Mapping the VRK1 region that interacts with Ran. A, mapping the interaction between GST-Ran and VRK1. HEK293T cells were transfected with constructs expressing the full-length VRK1 (plasmid pCEFL-VRK1-HA), amino-terminal region 1–332 (pcDNA-VRK1-N-myc), carboxyl-terminal region 267–396 (pEGFP-C-VRK1), or the kinase-dead VRK1 (pCDNA-VRK1-K179E-myc). The lysates were incubated with 10 μg of GST-Ran purified protein and centrifuged, and the proteins in the pulldown were identified with a specific polyclonal antibody for VRK1 (lower panel). The expression of the proteins was determined by Western blot (top panel). B, diagram illustrating the common region between the different VRK1 constructs and identifying the region of VRK1 needed for interaction with Ran.
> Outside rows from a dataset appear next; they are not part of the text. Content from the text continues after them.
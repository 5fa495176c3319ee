//! Tracing/logging initialization.
//!
//! Filtering comes from `RUST_LOG` (default `info`). Security audit records
//! are emitted on the `audit` target, so keep targets in the output.

use tracing_subscriber::EnvFilter;

/// Output encoding, from `GATEKEEP_LOG_FORMAT` (`json` or `pretty`).
#[derive(Debug, Clone, Copy, Default, PartialEq, Eq)]
pub enum LogFormat {
    #[default]
    Json,
    Pretty,
}

impl LogFormat {
    pub fn parse(raw: &str) -> Option<Self> {
        match raw.trim().to_ascii_lowercase().as_str() {
            "json" => Some(LogFormat::Json),
            "pretty" | "text" => Some(LogFormat::Pretty),
            _ => None,
        }
    }

    pub fn from_env() -> Self {
        std::env::var("GATEKEEP_LOG_FORMAT")
            .ok()
            .and_then(|v| Self::parse(&v))
            .unwrap_or_default()
    }
}

/// Initialize tracing/logging for the process.
///
/// Safe to call multiple times (subsequent calls are no-ops).
pub fn init(format: LogFormat) {
    let filter = EnvFilter::try_from_default_env().unwrap_or_else(|_| EnvFilter::new("info"));

    let builder = tracing_subscriber::fmt()
        .with_env_filter(filter)
        .with_timer(tracing_subscriber::fmt::time::SystemTime)
        .with_target(true);

    let _ = match format {
        LogFormat::Json => builder.json().try_init(),
        LogFormat::Pretty => builder.pretty().try_init(),
    };
}
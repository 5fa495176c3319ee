//! Command execution pipeline for event-sourced aggregates.
//!
//! ```text
//! Command
//!   ↓
//! 1. Load the stream (bounded by the event-store timeout)
//!   ↓
//! 2. Validate it is gapless, then rehydrate (unknown events are fatal)
//!   ↓
//! 3. Handle the command (pure decision, inline or on the blocking pool)
//!   ↓
//! 4. Append with ExpectedVersion::Exact(loaded version)
//!   ↓  on Concurrency: back to 1, up to `max_conflict_retries` times
//! 5. Return the new state and the committed events
//! ```
//!
//! Publication to the bus is the store's concern (`PublishingEventStore`).

use std::future::Future;

use serde::Serialize;
use serde::de::DeserializeOwned;
use tracing::debug;
use uuid::Uuid;

use gatekeep_core::{Aggregate, AggregateId, AggregateRoot, DomainError, ExpectedVersion};

use crate::context::{CallContext, CallError, Dependency, DependencyTimeouts};
use crate::event_store::{EventStore, EventStoreError, StoredEvent, UncommittedEvent};

#[derive(Debug, thiserror::Error)]
pub enum DispatchError {
    /// Conflicts persisted through every retry.
    #[error("optimistic concurrency conflict persisted after {attempts} attempts")]
    Concurrency { attempts: u32 },

    /// The aggregate rejected the command.
    #[error(transparent)]
    Domain(#[from] DomainError),

    /// Stored history could not be folded: unknown event type, undecodable
    /// payload, wrong aggregate type, or a gap.
    #[error("rehydration failed: {0}")]
    Rehydration(String),

    #[error(transparent)]
    Store(EventStoreError),

    #[error("timed out waiting for {}", .0.as_str())]
    Timeout(Dependency),

    #[error("cancelled")]
    Cancelled,

    /// A handler moved off the async executor panicked or was aborted.
    #[error("command handler failed: {0}")]
    Handler(String),
}

impl From<EventStoreError> for DispatchError {
    fn from(value: EventStoreError) -> Self {
        DispatchError::Store(value)
    }
}

impl From<CallError> for DispatchError {
    fn from(value: CallError) -> Self {
        match value {
            CallError::Timeout(dep) => DispatchError::Timeout(dep),
            CallError::Cancelled => DispatchError::Cancelled,
        }
    }
}

/// Outcome of a dispatched command.
#[derive(Debug)]
pub struct Dispatched<A: Aggregate> {
    /// State after the new events were applied.
    pub state: A,
    /// Decided events, in commit order. Empty for an accepted no-op.
    pub events: Vec<A::Event>,
    pub committed: Vec<StoredEvent>,
}

impl<A: Aggregate> Dispatched<A> {
    pub fn version(&self) -> u64 {
        self.committed
            .last()
            .map(StoredEvent::stream_version)
            .unwrap_or_else(|| self.state.version())
    }
}

/// Reusable command execution engine for event-sourced aggregates.
///
/// Commands on the same aggregate are serialized only by the store's
/// optimistic concurrency check; commands on different aggregates never
/// contend.
#[derive(Debug, Clone)]
pub struct CommandDispatcher<S> {
    store: S,
    max_conflict_retries: u32,
    timeouts: DependencyTimeouts,
}

impl<S> CommandDispatcher<S> {
    pub fn new(store: S) -> Self {
        Self {
            store,
            max_conflict_retries: 3,
            timeouts: DependencyTimeouts::default(),
        }
    }

    pub fn with_max_conflict_retries(mut self, retries: u32) -> Self {
        self.max_conflict_retries = retries;
        self
    }

    pub fn with_timeouts(mut self, timeouts: DependencyTimeouts) -> Self {
        self.timeouts = timeouts;
        self
    }

    pub fn store(&self) -> &S {
        &self.store
    }
}

impl<S> CommandDispatcher<S>
where
    S: EventStore,
{
    /// Load and rehydrate an aggregate. A missing stream yields `A::empty(id)`.
    ///
    /// This is a strong read: it goes to the store, never to a projection.
    pub async fn load<A>(&self, ctx: &CallContext, id: A::Id) -> Result<A, DispatchError>
    where
        A: Aggregate,
        A::Id: Into<AggregateId> + Clone,
        A::Event: DeserializeOwned,
    {
        let aggregate_id: AggregateId = id.clone().into();
        let history = self.load_stream(ctx, aggregate_id).await?;
        rehydrate::<A>(id, &history)
    }

    /// Dispatch a command, retrying on version conflicts.
    pub async fn dispatch<A>(
        &self,
        ctx: &CallContext,
        id: A::Id,
        command: A::Command,
    ) -> Result<Dispatched<A>, DispatchError>
    where
        A: Aggregate<Error = DomainError>,
        A::Id: Into<AggregateId> + Clone,
        A::Event: gatekeep_events::Event + Serialize + DeserializeOwned,
    {
        self.run::<A, _, _>(ctx, id, |aggregate| {
            let decided = aggregate.handle(&command).map_err(DispatchError::from);
            std::future::ready(decided.map(|events| (aggregate, events)))
        })
        .await
    }

    /// [`dispatch`](Self::dispatch) with the decision moved onto tokio's
    /// blocking pool. For handlers that burn CPU, such as password checks.
    pub async fn dispatch_blocking<A>(
        &self,
        ctx: &CallContext,
        id: A::Id,
        command: A::Command,
    ) -> Result<Dispatched<A>, DispatchError>
    where
        A: Aggregate<Error = DomainError> + Send + 'static,
        A::Id: Into<AggregateId> + Clone,
        A::Command: Send + 'static,
        A::Event: gatekeep_events::Event + Serialize + DeserializeOwned,
    {
        self.run::<A, _, _>(ctx, id, |aggregate| {
            let command = command.clone();
            async move {
                tokio::task::spawn_blocking(move || {
                    let decided = aggregate.handle(&command);
                    decided.map(|events| (aggregate, events))
                })
                .await
                .map_err(|e| DispatchError::Handler(e.to_string()))?
                .map_err(DispatchError::from)
            }
        })
        .await
    }

    async fn run<A, D, F>(&self, ctx: &CallContext, id: A::Id, decide: D) -> Result<Dispatched<A>, DispatchError>
    where
        A: Aggregate<Error = DomainError>,
        A::Id: Into<AggregateId> + Clone,
        A::Event: gatekeep_events::Event + Serialize + DeserializeOwned,
        D: Fn(A) -> F,
        F: Future<Output = Result<(A, Vec<A::Event>), DispatchError>>,
    {
        let aggregate_id: AggregateId = id.clone().into();
        let attempts = self.max_conflict_retries + 1;

        for attempt in 1..=attempts {
            // 1) Load + 2) rehydrate
            let history = self.load_stream(ctx, aggregate_id).await?;
            let aggregate = rehydrate::<A>(id.clone(), &history)?;
            let expected = ExpectedVersion::Exact(stream_version(&history));

            // 3) Decide
            let (mut aggregate, decided) = decide(aggregate).await?;
            if decided.is_empty() {
                return Ok(Dispatched {
                    state: aggregate,
                    events: vec![],
                    committed: vec![],
                });
            }

            // 4) Persist
            let uncommitted = decided
                .iter()
                .map(|ev| UncommittedEvent::from_typed(aggregate_id, A::AGGREGATE_TYPE, Uuid::now_v7(), ev))
                .collect::<Result<Vec<_>, _>>()?;

            let append = self.store.append(aggregate_id, expected, uncommitted);
            match ctx
                .guard(Dependency::EventStore, self.timeouts.event_store, append)
                .await?
            {
                Ok(committed) => {
                    for ev in &decided {
                        aggregate.apply(ev);
                    }
                    return Ok(Dispatched {
                        state: aggregate,
                        events: decided,
                        committed,
                    });
                }
                Err(EventStoreError::Concurrency(msg)) => {
                    debug!(
                        aggregate_type = A::AGGREGATE_TYPE,
                        %aggregate_id,
                        attempt,
                        %msg,
                        "version conflict, re-reading"
                    );
                    continue;
                }
                Err(other) => return Err(other.into()),
            }
        }

        Err(DispatchError::Concurrency { attempts })
    }

    async fn load_stream(
        &self,
        ctx: &CallContext,
        aggregate_id: AggregateId,
    ) -> Result<Vec<StoredEvent>, DispatchError> {
        let load = self.store.load(aggregate_id);
        let history = ctx
            .guard(Dependency::EventStore, self.timeouts.event_store, load)
            .await??;
        validate_loaded_stream(aggregate_id, &history)?;
        Ok(history)
    }
}

fn stream_version(stream: &[StoredEvent]) -> u64 {
    stream.last().map(|e| e.sequence_number).unwrap_or(0)
}

fn validate_loaded_stream(aggregate_id: AggregateId, stream: &[StoredEvent]) -> Result<(), DispatchError> {
    for (idx, e) in stream.iter().enumerate() {
        if e.aggregate_id != aggregate_id {
            return Err(DispatchError::Rehydration(format!(
                "loaded stream contains wrong aggregate_id at index {idx}"
            )));
        }
        let expected = idx as u64 + 1;
        if e.sequence_number != expected {
            return Err(DispatchError::Rehydration(format!(
                "stream is not gapless (expected sequence {expected}, found {})",
                e.sequence_number
            )));
        }
    }
    Ok(())
}

/// Fold a validated history into aggregate state.
pub fn rehydrate<A>(id: A::Id, history: &[StoredEvent]) -> Result<A, DispatchError>
where
    A: Aggregate,
    A::Event: DeserializeOwned,
{
    let mut aggregate = A::empty(id);
    for stored in history {
        if stored.aggregate_type != A::AGGREGATE_TYPE {
            return Err(DispatchError::Rehydration(format!(
                "stream holds '{}' events, expected '{}'",
                stored.aggregate_type,
                A::AGGREGATE_TYPE
            )));
        }
        let ev: A::Event = serde_json::from_value(stored.payload.clone()).map_err(|e| {
            DispatchError::Rehydration(format!(
                "cannot decode '{}' at sequence {}: {e}",
                stored.event_type, stored.sequence_number
            ))
        })?;
        aggregate.apply(&ev);
    }
    Ok(aggregate)
}
impl<'a> ClientProof<'a> {
    /// At most one authentication method per request (RFC 6749 §2.3).
    pub fn from_parts(secret: Option<&'a str>, assertion: Option<&'a str>) -> Result<Self, EngineError> {
        match (secret, assertion) {
            (Some(_), Some(_)) => Err(EngineError::invalid_request(
                "client credentials supplied by more than one method",
            )),
            (Some(secret), None) => Ok(ClientProof::Secret(secret)),
            (None, Some(assertion)) => Ok(ClientProof::Assertion(assertion)),
            (None, None) => Ok(ClientProof::None),
        }
    }
}

#[derive(Debug, Deserialize)]
struct AssertionClaims {
    iss: String,
    sub: String,
    exp: i64,
}

/// A freshly registered client. The plaintext secret exists only here.
#[derive(Debug, Clone)]
pub struct RegisteredClient {
    pub client: Client,
    pub client_secret: Option<String>,
}

#[derive(Clone)]
pub struct ClientService {
    deps: Arc<EngineDeps>,
}

impl ClientService {
    pub(crate) fn new(deps: Arc<EngineDeps>) -> Self {
        Self { deps }
    }

    #[instrument(
        skip(self, ctx, registration),
        fields(correlation_id = %ctx.correlation_id(), name = %registration.name),
        err
    )]
    pub async fn register(
        &self,
        ctx: &CallContext,
        registration: ClientRegistration,
    ) -> Result<RegisteredClient, EngineError> {
        let client_id = ClientId::new();
        let (credential, client_secret) = match (registration.client_type, registration.public_key_pem) {
            (ClientType::Confidential, Some(pem)) => {
                DecodingKey::from_rsa_pem(pem.as_bytes())
                    .map_err(|_| EngineError::invalid_request("public_key_pem is not an RSA public key"))?;
                (Some(ClientCredential::PublicKey { pem }), None)
            }
            (ClientType::Confidential, None) => {
                let secret = random_token();
                (Some(ClientCredential::secret(&secret)), Some(secret))
            }
            (ClientType::Public, Some(_)) => {
                return Err(EngineError::invalid_request("public clients cannot register a key"));
            }
            (ClientType::Public, None) => (None, None),
        };

        let out = self
            .deps
            .dispatcher
            .dispatch::<Client>(
                ctx,
                client_id,
                ClientCommand::Register(RegisterClient {
                    client_id,
                    name: registration.name,
                    client_type: registration.client_type,
                    credential,
                    redirect_uris: registration.redirect_uris,
                    allowed_scopes: registration.allowed_scopes,
                    grant_types: registration.grant_types,
                    require_pkce: registration.require_pkce,
                    access_token_ttl_secs: registration.access_token_ttl_secs,
                    refresh_token_ttl_secs: registration.refresh_token_ttl_secs,
                    occurred_at: self.deps.now(),
                }),
            )
            .await?;

        info!(%client_id, "client registered");
        Ok(RegisteredClient {
            client: out.state,
            client_secret,
        })
    }

    /// Issue a new secret. The previous one stops verifying immediately.
    #[instrument(skip(self, ctx), fields(correlation_id = %ctx.correlation_id(), %client_id), err)]
    pub async fn rotate_secret(&self, ctx: &CallContext, client_id: ClientId) -> Result<String, EngineError> {
        let secret = random_token();
        self.deps
            .dispatcher
            .dispatch::<Client>(
                ctx,
                client_id,
                ClientCommand::RotateSecret(RotateClientSecret {
                    secret_digest: digest_secret(&secret),
                    occurred_at: self.deps.now(),
                }),
            )
            .await?;
        info!("client secret rotated");
        Ok(secret)
    }

    #[instrument(skip(self, ctx, redirect_uris), fields(correlation_id = %ctx.correlation_id(), %client_id), err)]
    pub async fn update_redirect_uris(
        &self,
        ctx: &CallContext,
        client_id: ClientId,
        redirect_uris: Vec<String>,
    ) -> Result<Client, EngineError> {
        let out = self
            .deps
            .dispatcher
            .dispatch::<Client>(
                ctx,
                client_id,
                ClientCommand::UpdateRedirectUris(UpdateRedirectUris {
                    redirect_uris,
                    occurred_at: self.deps.now(),
                }),
            )
            .await?;
        Ok(out.state)
    }

    /// Tokens already issued to the client stop verifying: verification reads
    /// the client stream on every call.
    #[instrument(skip(self, ctx), fields(correlation_id = %ctx.correlation_id(), %client_id), err)]
    pub async fn deactivate(&self, ctx: &CallContext, client_id: ClientId) -> Result<Client, EngineError> {
        let out = self
            .deps
            .dispatcher
            .dispatch::<Client>(
                ctx,
                client_id,
                ClientCommand::Deactivate(DeactivateClient {
                    occurred_at: self.deps.now(),
                }),
            )
            .await?;
        info!("client deactivated");
        Ok(out.state)
    }

    pub async fn get(&self, ctx: &CallContext, client_id: ClientId) -> Result<Client, EngineError> {
        let client = self.deps.dispatcher.load::<Client>(ctx, client_id).await?;
        client.ensure_registered()?;
        Ok(client)
    }

    /// Secret-or-nothing authentication; see [`ClientService::authenticate`].
    pub async fn authenticate_client(
        &self,
        ctx: &CallContext,
        client_id: &str,
        client_secret: Option<&str>,
    ) -> Result<Client, EngineError> {
        let proof = client_secret.map_or(ClientProof::None, ClientProof::Secret);
        self.authenticate(ctx, client_id, proof).await
    }

    /// Authenticate a client at the token, introspection or revocation
    /// endpoint. Every failure is the same `InvalidClient`.
    #[instrument(skip(self, ctx, proof), fields(correlation_id = %ctx.correlation_id()), err)]
    pub async fn authenticate(
        &self,
        ctx: &CallContext,
        client_id: &str,
        proof: ClientProof<'_>,
    ) -> Result<Client, EngineError> {
        let reject = |reason: &'static str| {
            warn!(client_id, reason, "client authentication failed");
            self.deps.audit(
                AuditRecord::security("client_authentication_failed", self.deps.now())
                    .with_client(client_id)
                    .with_correlation(ctx.correlation_id()),
            );
            EngineError::InvalidClient
        };

        let Ok(id) = client_id.parse::<ClientId>() else {
            return Err(reject("malformed client id"));
        };
        let client = self.deps.dispatcher.load::<Client>(ctx, id).await?;
        if !client.registered || !client.active {
            return Err(reject("unknown or inactive client"));
        }

        let verdict = match proof {
            ClientProof::Secret(secret) if client.verify_secret(secret) => Ok(()),
            ClientProof::None if !client.is_confidential() => Ok(()),
            ClientProof::Assertion(assertion) => match client.public_key_pem() {
                Some(pem) => self.verify_assertion(client_id, pem, assertion),
                None => Err("client has no registered key"),
            },
            _ => Err("bad credentials"),
        };
        if let Err(reason) = verdict {
            return Err(reject(reason));
        }
        Ok(client)
    }

    /// RFC 7523 §3: RS256 over the registered key, `iss` and `sub` both the
    /// client, `aud` the issuer or its token endpoint, `exp` not passed.
    fn verify_assertion(&self, client_id: &str, pem: &str, assertion: &str) -> Result<(), &'static str> {
        let key = DecodingKey::from_rsa_pem(pem.as_bytes()).map_err(|_| "registered key is unusable")?;
        let issuer = self.deps.config.issuer.trim_end_matches('/');

        let mut validation = Validation::new(Algorithm::RS256);
        // Expiry is checked against the engine clock below.
        validation.validate_exp = false;
        validation.set_required_spec_claims(&["exp", "aud", "iss", "sub"]);
        validation.set_audience(&[issuer.to_string(), format!("{issuer}/oauth2/token")]);

        let claims = jsonwebtoken::decode::<AssertionClaims>(assertion, &key, &validation)
            .map_err(|_| "invalid client assertion")?
            .claims;
        if claims.iss != client_id || claims.sub != client_id {
            return Err("client assertion names another client");
        }
        let leeway = self.deps.config.clock_skew_leeway.num_seconds();
        if claims.exp.saturating_add(leeway) <= self.deps.now().timestamp() {
            return Err("client assertion expired");
        }
        Ok(())
    }
}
C, pulldown of endogenous Ran with different constructs of human VRK2. HEK293T cells were transfected with plasmids pCEFL-GST, pCEFL-GST-VRK2N (1–320), pCEFL-GST-VRK2A-C1 (256–508), pCEFL-GST-VRK2A-C2 (364–508), and pCEFL-GST-VRK2B-C (256–397) expressing different regions of human VRK2. In the pulldown proteins the presence of endogenous Ran was determined with a specific antibody. D, diagram illustrating the common region between the different VRK2 constructs and identifying the region of VRK2 needed for interaction with Ran. E, interaction of RanL43E with VRK1. The experiment was performed as in A. F, partial competition of VRK3 with VRK1 for binding to Ran. The mixture of proteins in the concentrations indicated in the figure was used for a pulldown of His-VRK1, and the bound proteins were determined by immunoblot (IB). wt, wild type.